Work to complete: Going through the lines below, tally those that include "status", and give only the number.

Records from a dataset
↓↓↓

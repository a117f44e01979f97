//! Fire-and-forget command execution
//!
//! The hook callback must return promptly no matter what a command does,
//! so execution is spawn-and-detach: a child process is started, a waiter
//! thread reaps it, and the outcome is only ever logged.

use std::process;
use std::thread;

use tracing::{debug, error, info};

use crate::binding::Command;

/// Seam between dispatch and actual process spawning. Tests substitute a
/// recording implementation.
pub trait CommandRunner: Send + Sync {
    fn run(&self, command: &Command);
}

/// Runs commands through the platform shell.
#[derive(Debug, Default)]
pub struct ShellRunner;

impl CommandRunner for ShellRunner {
    fn run(&self, command: &Command) {
        match command {
            Command::Shell { command } => spawn_shell(command),
        }
    }
}

#[cfg(windows)]
fn shell_command(command: &str) -> process::Command {
    let mut cmd = process::Command::new("cmd");
    cmd.args(["/C", command]);
    cmd
}

#[cfg(not(windows))]
fn shell_command(command: &str) -> process::Command {
    let mut cmd = process::Command::new("sh");
    cmd.args(["-c", command]);
    cmd
}

fn spawn_shell(command: &str) {
    let rendered = command.to_string();
    let spawned = shell_command(command)
        .stdin(process::Stdio::null())
        .stdout(process::Stdio::null())
        .stderr(process::Stdio::null())
        .spawn();

    match spawned {
        Ok(child) => {
            info!(command = %rendered, "exec");
            if let Err(e) = thread::Builder::new()
                .name("command-reaper".to_string())
                .spawn(move || reap(child, rendered))
            {
                error!(?e, "failed to spawn command reaper thread");
            }
        }
        Err(e) => {
            error!(?e, command = %rendered, "exec failed");
        }
    }
}

fn reap(mut child: process::Child, command: String) {
    match child.wait() {
        Ok(status) if status.success() => {
            debug!(command = %command, "command finished");
        }
        Ok(status) => {
            error!(command = %command, %status, "command failed");
        }
        Err(e) => {
            error!(?e, command = %command, "could not reap command");
        }
    }
}

#[cfg(test)]
mod tests {
    use super::*;
    use std::sync::Mutex;

    /// Records commands instead of running them.
    #[derive(Default)]
    struct RecordingRunner {
        seen: Mutex<Vec<String>>,
    }

    impl CommandRunner for RecordingRunner {
        fn run(&self, command: &Command) {
            let Command::Shell { command } = command;
            self.seen.lock().unwrap().push(command.clone());
        }
    }

    #[test]
    fn test_runner_trait_is_object_safe() {
        let runner: Box<dyn CommandRunner> = Box::<RecordingRunner>::default();
        runner.run(&Command::shell("echo hi"));
    }

    #[test]
    #[cfg(unix)]
    fn test_shell_runner_spawns_detached() {
        // `true` exits immediately; run must not block or panic.
        ShellRunner.run(&Command::shell("true"));
    }
}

↑↑↑

Exercise answer: 3